> [What you are asked to do]:
Retype every entry below without any change.
START Data supplied
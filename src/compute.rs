//! Game state machine and the per-tick update.
//!
//! [`GameState`] owns one session: the player, the entity registry, score,
//! health and timers, plus the spawn director, input translator and the
//! deferred-action scheduler.  The host feeds raw input with
//! [`GameState::feed`], calls [`tick`] once per fixed step, and drains
//! [`GameState::events`] for presentation.  All randomness comes through the
//! injected RNG.

use std::time::Duration;

use rand::Rng;

use crate::collision::{cleanup_off_field, resolve_bullet_hits, resolve_player_hits};
use crate::config::GameConfig;
use crate::entities::{
    GameOverSummary, GameStatus, Player, Vec2, BULLET_MUZZLE_OFFSET, PLAYER_SIZE,
};
use crate::events::{EventQueue, GameEvent};
use crate::input::{InputEvent, InputSettings, InputTranslator};
use crate::registry::Registry;
use crate::schedule::Scheduler;
use crate::spawn::{roll_enemy, SpawnDirector, Wave};

/// How long the ship flashes after a hit.
pub const HIT_FLASH: Duration = Duration::from_millis(200);

/// Deferred work owned by the simulation.  Both variants carry the session
/// they were scheduled in and are dropped if that session has ended.
#[derive(Clone, Copy, Debug, PartialEq)]
pub enum CoreAction {
    SpawnEnemy {
        session: u64,
        score: u32,
        elapsed_secs: f64,
    },
    EndFlash {
        session: u64,
    },
}

#[derive(Debug)]
pub struct GameState {
    pub player: Player,
    pub registry: Registry,
    pub score: u32,
    pub status: GameStatus,
    /// Present only while GameOver.
    pub summary: Option<GameOverSummary>,
    pub field_width: f32,
    pub field_height: f32,
    tick_hz: u32,
    /// Playing ticks since the session started.
    elapsed_ticks: u64,
    /// Simulation time since start-up; never reset.
    clock: Duration,
    session: u64,
    director: SpawnDirector,
    input: InputTranslator,
    scheduler: Scheduler<CoreAction>,
    events: EventQueue,
}

// ── Constructors ─────────────────────────────────────────────────────────────

/// Build a fresh Playing session from the config.
pub fn init_state(cfg: &GameConfig) -> GameState {
    GameState {
        player: Player::spawn(cfg.field_width, cfg.field_height),
        registry: Registry::new(),
        score: 0,
        status: GameStatus::Playing,
        summary: None,
        field_width: cfg.field_width,
        field_height: cfg.field_height,
        tick_hz: cfg.tick_hz.max(1),
        elapsed_ticks: 0,
        clock: Duration::ZERO,
        session: 0,
        director: SpawnDirector::new(),
        input: InputTranslator::new(InputSettings::from(cfg)),
        scheduler: Scheduler::new(),
        events: EventQueue::new(),
    }
}

impl GameState {
    pub fn dt(&self) -> f32 {
        1.0 / self.tick_hz as f32
    }

    fn tick_duration(&self) -> Duration {
        Duration::from_secs(1) / self.tick_hz
    }

    /// Seconds of Playing time in this session.
    pub fn elapsed_secs(&self) -> f64 {
        self.elapsed_ticks as f64 / self.tick_hz as f64
    }

    pub fn elapsed_ticks(&self) -> u64 {
        self.elapsed_ticks
    }

    pub fn clock(&self) -> Duration {
        self.clock
    }

    pub fn session(&self) -> u64 {
        self.session
    }

    pub fn director(&self) -> &SpawnDirector {
        &self.director
    }

    pub fn pending_actions(&self) -> usize {
        self.scheduler.len()
    }

    pub fn events(&mut self) -> &mut EventQueue {
        &mut self.events
    }

    /// Queue a raw input event for the next tick.
    pub fn feed(&mut self, event: &InputEvent) {
        self.input.feed(event, self.status);
    }

    /// Start a new session.  Stale deferred actions die on the session bump.
    pub fn restart(&mut self) {
        self.score = 0;
        self.elapsed_ticks = 0;
        self.director.reset();
        self.input.reset();
        self.registry.clear();
        self.player = Player::spawn(self.field_width, self.field_height);
        self.status = GameStatus::Playing;
        self.summary = None;
        self.session += 1;
        self.events.push(GameEvent::Restarted);
    }

    fn game_over(&mut self) {
        self.status = GameStatus::GameOver;
        self.player.vel = Vec2::ZERO;
        // The death tint stays until restart.
        self.player.flashing = true;
        self.player.flash_until = None;
        self.registry.freeze();
        self.summary = Some(GameOverSummary {
            final_score: self.score,
        });
        self.events.push(GameEvent::PlayerDied {
            final_score: self.score,
        });
    }

    fn fire(&mut self) {
        let muzzle = Vec2::new(self.player.pos.x, self.player.pos.y - BULLET_MUZZLE_OFFSET);
        self.registry.spawn_bullet(muzzle);
    }

    fn start_flash(&mut self) {
        let until = self.clock + HIT_FLASH;
        self.player.flashing = true;
        self.player.flash_until = Some(until);
        self.scheduler.schedule(
            until,
            CoreAction::EndFlash {
                session: self.session,
            },
        );
    }

    fn schedule_wave(&mut self, wave: Wave) {
        for i in 0..wave.count {
            self.scheduler.schedule(
                self.clock + Wave::stagger(i),
                CoreAction::SpawnEnemy {
                    session: self.session,
                    score: wave.score,
                    elapsed_secs: wave.elapsed_secs,
                },
            );
        }
        self.events.push(GameEvent::WaveStarted { count: wave.count });
    }

    fn run_due_actions(&mut self, rng: &mut impl Rng) {
        for action in self.scheduler.drain_due(self.clock) {
            match action {
                CoreAction::SpawnEnemy {
                    session,
                    score,
                    elapsed_secs,
                } => {
                    if session != self.session || self.status != GameStatus::Playing {
                        continue;
                    }
                    let (pos, speed) = roll_enemy(rng, score, elapsed_secs, self.field_width);
                    self.registry.spawn_enemy(pos, speed);
                }
                CoreAction::EndFlash { session } => {
                    // A later hit may have pushed the expiry out.
                    let expired = self.player.flash_until.map_or(false, |t| t <= self.clock);
                    if session == self.session && expired {
                        self.player.flashing = false;
                        self.player.flash_until = None;
                    }
                }
            }
        }
    }

    fn move_player(&mut self, dt: f32) {
        let (hw, hh) = (PLAYER_SIZE.0 / 2.0, PLAYER_SIZE.1 / 2.0);
        let p = &mut self.player;
        p.pos.x = (p.pos.x + p.vel.x * dt).clamp(hw, self.field_width - hw);
        p.pos.y = (p.pos.y + p.vel.y * dt).clamp(hh, self.field_height - hh);
    }
}

// ── Per-frame tick ───────────────────────────────────────────────────────────

/// Advance the session by one fixed step.
///
/// While GameOver only input is looked at, and only for a restart request.
pub fn tick(state: &mut GameState, rng: &mut impl Rng) {
    let dt = state.dt();
    state.clock += state.tick_duration();

    let intent = state.input.intent(state.player.pos, state.status, dt);
    if state.status == GameStatus::GameOver {
        if intent.restart {
            state.restart();
        }
        return;
    }

    // ── 1. Intents ───────────────────────────────────────────────────────────
    state.player.vel = intent.velocity;
    if intent.shoot {
        state.fire();
    }

    // ── 2. Spawning ──────────────────────────────────────────────────────────
    let elapsed = state.elapsed_secs();
    if let Some(wave) = state.director.tick(state.score, elapsed) {
        state.schedule_wave(wave);
    }
    state.run_due_actions(rng);

    // ── 3. Motion ────────────────────────────────────────────────────────────
    state.move_player(dt);
    state.registry.integrate(dt);

    // ── 4. Collisions ────────────────────────────────────────────────────────
    state.score += resolve_bullet_hits(&mut state.registry, &mut state.events);

    let damage = resolve_player_hits(&mut state.registry, &mut state.player, &mut state.events);
    if damage.died {
        state.game_over();
        return;
    }
    if damage.hits > 0 {
        state.start_flash();
    }

    // ── 5. Off-field cleanup ─────────────────────────────────────────────────
    state.score += cleanup_off_field(&mut state.registry, state.field_height, &mut state.events);

    state.elapsed_ticks += 1;
}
END Data supplied
> [Exercise solution]:
filename src/compute.rs
//! Game state machine and the per-tick update.
//!
//! [`GameState`] owns one session: the player, the entity registry, score,
//! health and timers, plus the spawn director, input translator and the
//! deferred-action scheduler.  The host feeds raw input with
//! [`GameState::feed`], calls [`tick`] once per fixed step, and drains
//! [`GameState::events`] for presentation.  All randomness comes through the
//! injected RNG.

use std::time::Duration;

use rand::Rng;

use crate::collision::{cleanup_off_field, resolve_bullet_hits, resolve_player_hits};
use crate::config::GameConfig;
use crate::entities::{
    GameOverSummary, GameStatus, Player, Vec2, BULLET_MUZZLE_OFFSET, PLAYER_SIZE,
};
use crate::events::{EventQueue, GameEvent};
use crate::input::{InputEvent, InputSettings, InputTranslator};
use crate::registry::Registry;
use crate::schedule::Scheduler;
use crate::spawn::{roll_enemy, SpawnDirector, Wave};

/// How long the ship flashes after a hit.
pub const HIT_FLASH: Duration = Duration::from_millis(200);

/// Deferred work owned by the simulation.  Both variants carry the session
/// they were scheduled in and are dropped if that session has ended.
#[derive(Clone, Copy, Debug, PartialEq)]
pub enum CoreAction {
    SpawnEnemy {
        session: u64,
        score: u32,
        elapsed_secs: f64,
    },
    EndFlash {
        session: u64,
    },
}

#[derive(Debug)]
pub struct GameState {
    pub player: Player,
    pub registry: Registry,
    pub score: u32,
    pub status: GameStatus,
    /// Present only while GameOver.
    pub summary: Option<GameOverSummary>,
    pub field_width: f32,
    pub field_height: f32,
    tick_hz: u32,
    /// Playing ticks since the session started.
    elapsed_ticks: u64,
    /// Simulation time since start-up; never reset.
    clock: Duration,
    session: u64,
    director: SpawnDirector,
    input: InputTranslator,
    scheduler: Scheduler<CoreAction>,
    events: EventQueue,
}

// ── Constructors ─────────────────────────────────────────────────────────────

/// Build a fresh Playing session from the config.
pub fn init_state(cfg: &GameConfig) -> GameState {
    GameState {
        player: Player::spawn(cfg.field_width, cfg.field_height),
        registry: Registry::new(),
        score: 0,
        status: GameStatus::Playing,
        summary: None,
        field_width: cfg.field_width,
        field_height: cfg.field_height,
        tick_hz: cfg.tick_hz.max(1),
        elapsed_ticks: 0,
        clock: Duration::ZERO,
        session: 0,
        director: SpawnDirector::new(),
        input: InputTranslator::new(InputSettings::from(cfg)),
        scheduler: Scheduler::new(),
        events: EventQueue::new(),
    }
}

impl GameState {
    pub fn dt(&self) -> f32 {
        1.0 / self.tick_hz as f32
    }

    fn tick_duration(&self) -> Duration {
        Duration::from_secs(1) / self.tick_hz
    }

    /// Seconds of Playing time in this session.
    pub fn elapsed_secs(&self) -> f64 {
        self.elapsed_ticks as f64 / self.tick_hz as f64
    }

    pub fn elapsed_ticks(&self) -> u64 {
        self.elapsed_ticks
    }

    pub fn clock(&self) -> Duration {
        self.clock
    }

    pub fn session(&self) -> u64 {
        self.session
    }

    pub fn director(&self) -> &SpawnDirector {
        &self.director
    }

    pub fn pending_actions(&self) -> usize {
        self.scheduler.len()
    }

    pub fn events(&mut self) -> &mut EventQueue {
        &mut self.events
    }

    /// Queue a raw input event for the next tick.
    pub fn feed(&mut self, event: &InputEvent) {
        self.input.feed(event, self.status);
    }

    /// Start a new session.  Stale deferred actions die on the session bump.
    pub fn restart(&mut self) {
        self.score = 0;
        self.elapsed_ticks = 0;
        self.director.reset();
        self.input.reset();
        self.registry.clear();
        self.player = Player::spawn(self.field_width, self.field_height);
        self.status = GameStatus::Playing;
        self.summary = None;
        self.session += 1;
        self.events.push(GameEvent::Restarted);
    }

    fn game_over(&mut self) {
        self.status = GameStatus::GameOver;
        self.player.vel = Vec2::ZERO;
        // The death tint stays until restart.
        self.player.flashing = true;
        self.player.flash_until = None;
        self.registry.freeze();
        self.summary = Some(GameOverSummary {
            final_score: self.score,
        });
        self.events.push(GameEvent::PlayerDied {
            final_score: self.score,
        });
    }

    fn fire(&mut self) {
        let muzzle = Vec2::new(self.player.pos.x, self.player.pos.y - BULLET_MUZZLE_OFFSET);
        self.registry.spawn_bullet(muzzle);
    }

    fn start_flash(&mut self) {
        let until = self.clock + HIT_FLASH;
        self.player.flashing = true;
        self.player.flash_until = Some(until);
        self.scheduler.schedule(
            until,
            CoreAction::EndFlash {
                session: self.session,
            },
        );
    }

    fn schedule_wave(&mut self, wave: Wave) {
        for i in 0..wave.count {
            self.scheduler.schedule(
                self.clock + Wave::stagger(i),
                CoreAction::SpawnEnemy {
                    session: self.session,
                    score: wave.score,
                    elapsed_secs: wave.elapsed_secs,
                },
            );
        }
        self.events.push(GameEvent::WaveStarted { count: wave.count });
    }

    fn run_due_actions(&mut self, rng: &mut impl Rng) {
        for action in self.scheduler.drain_due(self.clock) {
            match action {
                CoreAction::SpawnEnemy {
                    session,
                    score,
                    elapsed_secs,
                } => {
                    if session != self.session || self.status != GameStatus::Playing {
                        continue;
                    }
                    let (pos, speed) = roll_enemy(rng, score, elapsed_secs, self.field_width);
                    self.registry.spawn_enemy(pos, speed);
                }
                CoreAction::EndFlash { session } => {
                    // A later hit may have pushed the expiry out.
                    let expired = self.player.flash_until.map_or(false, |t| t <= self.clock);
                    if session == self.session && expired {
                        self.player.flashing = false;
                        self.player.flash_until = None;
                    }
                }
            }
        }
    }

    fn move_player(&mut self, dt: f32) {
        let (hw, hh) = (PLAYER_SIZE.0 / 2.0, PLAYER_SIZE.1 / 2.0);
        let p = &mut self.player;
        p.pos.x = (p.pos.x + p.vel.x * dt).clamp(hw, self.field_width - hw);
        p.pos.y = (p.pos.y + p.vel.y * dt).clamp(hh, self.field_height - hh);
    }
}

// ── Per-frame tick ───────────────────────────────────────────────────────────

/// Advance the session by one fixed step.
///
/// While GameOver only input is looked at, and only for a restart request.
pub fn tick(state: &mut GameState, rng: &mut impl Rng) {
    let dt = state.dt();
    state.clock += state.tick_duration();

    let intent = state.input.intent(state.player.pos, state.status, dt);
    if state.status == GameStatus::GameOver {
        if intent.restart {
            state.restart();
        }
        return;
    }

    // ── 1. Intents ───────────────────────────────────────────────────────────
    state.player.vel = intent.velocity;
    if intent.shoot {
        state.fire();
    }

    // ── 2. Spawning ──────────────────────────────────────────────────────────
    let elapsed = state.elapsed_secs();
    if let Some(wave) = state.director.tick(state.score, elapsed) {
        state.schedule_wave(wave);
    }
    state.run_due_actions(rng);

    // ── 3. Motion ────────────────────────────────────────────────────────────
    state.move_player(dt);
    state.registry.integrate(dt);

    // ── 4. Collisions ────────────────────────────────────────────────────────
    state.score += resolve_bullet_hits(&mut state.registry, &mut state.events);

    let damage = resolve_player_hits(&mut state.registry, &mut state.player, &mut state.events);
    if damage.died {
        state.game_over();
        return;
    }
    if damage.hits > 0 {
        state.start_flash();
    }

    // ── 5. Off-field cleanup ─────────────────────────────────────────────────
    state.score += cleanup_off_field(&mut state.registry, state.field_height, &mut state.events);

    state.elapsed_ticks += 1;
}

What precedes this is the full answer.